The children were traveling with their mother and two other adults from the Amazonian village of Araracuara to San Jose del Guaviare on a Cessna single-engine propeller plane.
The small aircraft disappeared from the radar after the pilot declared an emergency due to engine failure. All adults perished after the crash, but the children aged 13, 9, 4, and 11 months survived.
On Sunday, the children were already recovering at a military hospital in Colombia, where they will remain for two weeks for treatment, the AP reports, as cited by The Washington Times.
Family members say some of the embattled kids are already speaking and eager to do more than just lying on a bed.

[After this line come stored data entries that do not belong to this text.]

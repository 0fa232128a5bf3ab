//! Auction row operations.

use super::Repository;
use crate::domain::{Amount, Auction, AuctionId, AuctionStatus, TimeMs, UserId};
use sqlx::sqlite::{SqliteConnection, SqliteRow};
use sqlx::Row;
use tracing::warn;

impl Repository {
    /// Insert a freshly created auction.
    ///
    /// # Errors
    /// Returns an error if the insert fails.
    pub async fn insert_auction(&self, auction: &Auction) -> Result<(), sqlx::Error> {
        sqlx::query(
            r#"
            INSERT INTO auctions (
                id, seller_id, start_price, bid_increment, end_time_ms,
                status, current_price, current_leader_id, created_at
            ) VALUES (?, ?, ?, ?, ?, ?, ?, ?, ?)
            "#,
        )
        .bind(auction.id.as_str())
        .bind(auction.seller_id.as_str())
        .bind(auction.start_price.to_canonical_string())
        .bind(auction.bid_increment.to_canonical_string())
        .bind(auction.end_time_ms.as_i64())
        .bind(auction.status.to_string())
        .bind(auction.current_price.to_canonical_string())
        .bind(auction.current_leader.as_ref().map(|u| u.as_str().to_string()))
        .bind(auction.created_at.as_i64())
        .execute(&self.pool)
        .await?;

        Ok(())
    }

    /// Get an auction by id.
    ///
    /// # Errors
    /// Returns an error if the query fails.
    pub async fn get_auction(&self, id: &AuctionId) -> Result<Option<Auction>, sqlx::Error> {
        let mut conn = self.pool.acquire().await?;
        Self::get_auction_conn(&mut conn, id).await
    }

    /// Get an auction by id on a specific connection (transaction-scoped read).
    pub async fn get_auction_conn(
        conn: &mut SqliteConnection,
        id: &AuctionId,
    ) -> Result<Option<Auction>, sqlx::Error> {
        let row = sqlx::query(
            r#"
            SELECT id, seller_id, start_price, bid_increment, end_time_ms,
                   status, current_price, current_leader_id, created_at
            FROM auctions
            WHERE id = ?
            "#,
        )
        .bind(id.as_str())
        .fetch_optional(&mut *conn)
        .await?;

        row.map(|r| map_auction_row(&r)).transpose()
    }

    /// Persist the engine's resolved price and leader for an auction.
    ///
    /// Guarded on `status = 'open'` so a concurrent close wins: returns false
    /// when no open row was updated and the caller must roll back.
    pub async fn update_resolution(
        conn: &mut SqliteConnection,
        id: &AuctionId,
        price: Amount,
        leader: &UserId,
    ) -> Result<bool, sqlx::Error> {
        let result = sqlx::query(
            "UPDATE auctions SET current_price = ?, current_leader_id = ? WHERE id = ? AND status = 'open'",
        )
        .bind(price.to_canonical_string())
        .bind(leader.as_str())
        .bind(id.as_str())
        .execute(&mut *conn)
        .await?;

        Ok(result.rows_affected() > 0)
    }

    /// Mark one auction closed; its price/leader become the permanent result.
    pub async fn close_auction(
        conn: &mut SqliteConnection,
        id: &AuctionId,
    ) -> Result<(), sqlx::Error> {
        sqlx::query("UPDATE auctions SET status = 'closed' WHERE id = ? AND status = 'open'")
            .bind(id.as_str())
            .execute(&mut *conn)
            .await?;

        Ok(())
    }

    /// Close every open auction whose deadline has passed. Returns the ids of
    /// the auctions closed so the sweep can release per-auction resources.
    ///
    /// # Errors
    /// Returns an error if the update fails.
    pub async fn close_expired_auctions(&self, now: TimeMs) -> Result<Vec<AuctionId>, sqlx::Error> {
        let rows = sqlx::query(
            "UPDATE auctions SET status = 'closed' WHERE status = 'open' AND end_time_ms <= ? RETURNING id",
        )
        .bind(now.as_i64())
        .fetch_all(&self.pool)
        .await?;

        Ok(rows
            .iter()
            .map(|r| AuctionId::new(r.get("id")))
            .collect())
    }
}

fn map_auction_row(row: &SqliteRow) -> Result<Auction, sqlx::Error> {
    let status_str: String = row.get("status");
    let status = AuctionStatus::parse(&status_str).unwrap_or_else(|| {
        warn!("unknown auction status '{}', treating as closed", status_str);
        AuctionStatus::Closed
    });

    let start_price: String = row.get("start_price");
    let bid_increment: String = row.get("bid_increment");
    let current_price: String = row.get("current_price");
    let leader: Option<String> = row.get("current_leader_id");

    Ok(Auction {
        id: AuctionId::new(row.get("id")),
        seller_id: UserId::new(row.get("seller_id")),
        start_price: super::decode_amount(&start_price, "start_price")?,
        bid_increment: super::decode_amount(&bid_increment, "bid_increment")?,
        end_time_ms: TimeMs::new(row.get("end_time_ms")),
        status,
        current_price: super::decode_amount(&current_price, "current_price")?,
        current_leader: leader.map(UserId::new),
        created_at: TimeMs::new(row.get("created_at")),
    })
}

#[cfg(test)]
mod tests {
    use super::super::test_support::setup_test_db;
    use crate::domain::{Amount, Auction, AuctionId, AuctionStatus, TimeMs, UserId};
    use std::str::FromStr;

    fn auction(id: &str, end_time_ms: i64) -> Auction {
        Auction::new(
            AuctionId::new(id.to_string()),
            UserId::new("seller".to_string()),
            Amount::from_str("100").unwrap(),
            Amount::from_str("10").unwrap(),
            TimeMs::new(end_time_ms),
            TimeMs::new(0),
        )
    }

    #[tokio::test]
    async fn test_insert_and_get_auction() {
        let (repo, _temp) = setup_test_db().await;

        let a = auction("a1", 10_000);
        repo.insert_auction(&a).await.expect("insert failed");

        let loaded = repo
            .get_auction(&a.id)
            .await
            .expect("query failed")
            .expect("auction missing");
        assert_eq!(loaded, a);
    }

    #[tokio::test]
    async fn test_get_auction_missing_returns_none() {
        let (repo, _temp) = setup_test_db().await;

        let loaded = repo
            .get_auction(&AuctionId::new("nope".to_string()))
            .await
            .expect("query failed");
        assert!(loaded.is_none());
    }

    #[tokio::test]
    async fn test_update_resolution_persists_price_and_leader() {
        let (repo, _temp) = setup_test_db().await;

        let a = auction("a1", 10_000);
        repo.insert_auction(&a).await.unwrap();

        let mut conn = repo.pool().acquire().await.unwrap();
        let updated = super::Repository::update_resolution(
            &mut conn,
            &a.id,
            Amount::from_str("150").unwrap(),
            &UserId::new("bob".to_string()),
        )
        .await
        .unwrap();
        assert!(updated);
        drop(conn);

        let loaded = repo.get_auction(&a.id).await.unwrap().unwrap();
        assert_eq!(loaded.current_price, Amount::from_str("150").unwrap());
        assert_eq!(loaded.current_leader, Some(UserId::new("bob".to_string())));
    }

    #[tokio::test]
    async fn test_update_resolution_refuses_closed_auction() {
        let (repo, _temp) = setup_test_db().await;

        let a = auction("a1", 1_000);
        repo.insert_auction(&a).await.unwrap();
        repo.close_expired_auctions(TimeMs::new(1_000)).await.unwrap();

        let mut conn = repo.pool().acquire().await.unwrap();
        let updated = super::Repository::update_resolution(
            &mut conn,
            &a.id,
            Amount::from_str("999").unwrap(),
            &UserId::new("bob".to_string()),
        )
        .await
        .unwrap();
        assert!(!updated);
        drop(conn);

        let loaded = repo.get_auction(&a.id).await.unwrap().unwrap();
        assert_eq!(loaded.current_price, a.current_price);
        assert!(loaded.current_leader.is_none());
    }

    #[tokio::test]
    async fn test_close_expired_auctions_only_past_deadline() {
        let (repo, _temp) = setup_test_db().await;

        repo.insert_auction(&auction("early", 1_000)).await.unwrap();
        repo.insert_auction(&auction("late", 10_000)).await.unwrap();

        let closed = repo
            .close_expired_auctions(TimeMs::new(5_000))
            .await
            .unwrap();
        assert_eq!(closed, vec![AuctionId::new("early".to_string())]);

        let early = repo
            .get_auction(&AuctionId::new("early".to_string()))
            .await
            .unwrap()
            .unwrap();
        let late = repo
            .get_auction(&AuctionId::new("late".to_string()))
            .await
            .unwrap()
            .unwrap();
        assert_eq!(early.status, AuctionStatus::Closed);
        assert_eq!(late.status, AuctionStatus::Open);
    }

    #[tokio::test]
    async fn test_close_expired_is_idempotent() {
        let (repo, _temp) = setup_test_db().await;

        repo.insert_auction(&auction("a1", 1_000)).await.unwrap();

        let first = repo.close_expired_auctions(TimeMs::new(1_000)).await.unwrap();
        let second = repo.close_expired_auctions(TimeMs::new(2_000)).await.unwrap();
        assert_eq!(first.len(), 1);
        assert!(second.is_empty());
    }

    #[tokio::test]
    async fn test_corrupt_stored_amount_surfaces_as_error() {
        let (repo, _temp) = setup_test_db().await;

        let a = auction("a1", 10_000);
        repo.insert_auction(&a).await.unwrap();

        sqlx::query("UPDATE auctions SET current_price = 'garbage' WHERE id = 'a1'")
            .execute(repo.pool())
            .await
            .unwrap();

        let result = repo.get_auction(&a.id).await;
        assert!(matches!(result, Err(sqlx::Error::ColumnDecode { .. })));
    }
}
//! Bid ledger operations. Append-only: nothing here updates or deletes.

use super::Repository;
use crate::domain::{Amount, AuctionId, Bid, BidId, BidSource, TimeMs, UserId};
use sqlx::sqlite::{SqliteConnection, SqliteRow};
use sqlx::Row;
use tracing::warn;

impl Repository {
    /// Append one bid to the ledger within the caller's transaction.
    pub async fn insert_bid(conn: &mut SqliteConnection, bid: &Bid) -> Result<(), sqlx::Error> {
        sqlx::query(
            r#"
            INSERT INTO bids (id, auction_id, bidder_id, amount, source, created_at)
            VALUES (?, ?, ?, ?, ?, ?)
            "#,
        )
        .bind(bid.id.as_str())
        .bind(bid.auction_id.as_str())
        .bind(bid.bidder_id.as_str())
        .bind(bid.amount.to_canonical_string())
        .bind(bid.source.to_string())
        .bind(bid.created_at.as_i64())
        .execute(&mut *conn)
        .await?;

        Ok(())
    }

    /// Bid history for one auction, most recent first. Ties on created_at are
    /// broken by rowid, so entries read back in serialization order even when
    /// one resolution appended several bids in the same millisecond.
    ///
    /// # Errors
    /// Returns an error if the query fails.
    pub async fn query_bid_history(&self, auction_id: &AuctionId) -> Result<Vec<Bid>, sqlx::Error> {
        let rows = sqlx::query(
            r#"
            SELECT id, auction_id, bidder_id, amount, source, created_at
            FROM bids
            WHERE auction_id = ?
            ORDER BY created_at DESC, rowid DESC
            "#,
        )
        .bind(auction_id.as_str())
        .fetch_all(&self.pool)
        .await?;

        rows.iter().map(map_bid_row).collect()
    }

    /// Number of ledger entries for one auction.
    ///
    /// # Errors
    /// Returns an error if the query fails.
    pub async fn count_bids(&self, auction_id: &AuctionId) -> Result<i64, sqlx::Error> {
        let row: (i64,) = sqlx::query_as("SELECT COUNT(*) FROM bids WHERE auction_id = ?")
            .bind(auction_id.as_str())
            .fetch_one(&self.pool)
            .await?;
        Ok(row.0)
    }
}

fn map_bid_row(row: &SqliteRow) -> Result<Bid, sqlx::Error> {
    let amount: String = row.get("amount");
    let source_str: String = row.get("source");
    let source = BidSource::parse(&source_str).unwrap_or_else(|| {
        warn!("unknown bid source '{}', treating as manual", source_str);
        BidSource::Manual
    });

    Ok(Bid {
        id: BidId::new(row.get("id")),
        auction_id: AuctionId::new(row.get("auction_id")),
        bidder_id: UserId::new(row.get("bidder_id")),
        amount: super::decode_amount(&amount, "amount")?,
        source,
        created_at: TimeMs::new(row.get("created_at")),
    })
}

The oldest child in the family, 13-year-old Lesly Jacobombaire Mucutuy, told her stepfather, Manuel Ranoque, the father of the two youngest children, that their mother was alive for four days after the May 1 crash.
He revealed that before she died, the mother probably told the kid to leave the wreckage site to be able to survive.
Fidencio Valencia, an uncle, said the kids hid in tree trunks to protect themselves from snakes, mosquitos, and other animals in the jungle.
“They at least are already eating, a little, but they are eating,” he said after visiting them at the military hospital in Bogota.
Colombia’s Defense Minister Iván Velásquez said the kids were being rehydrated and still unable to eat.
According to Dairo Juvenal Mucutuy, another uncle, one of the children told him he wanted to start walking.
“Uncle, I want shoes, I want to walk, but my feet hurt,” the boy said in his words.
“The only thing that I told the kid (was), ‘When you recover, we will play soccer,” he added.
The children, who are members of the Huitoto indigenous group, survived by eating cassava flour and seeds. Their familiarity with the rainforest’s fruits was vital for their survival.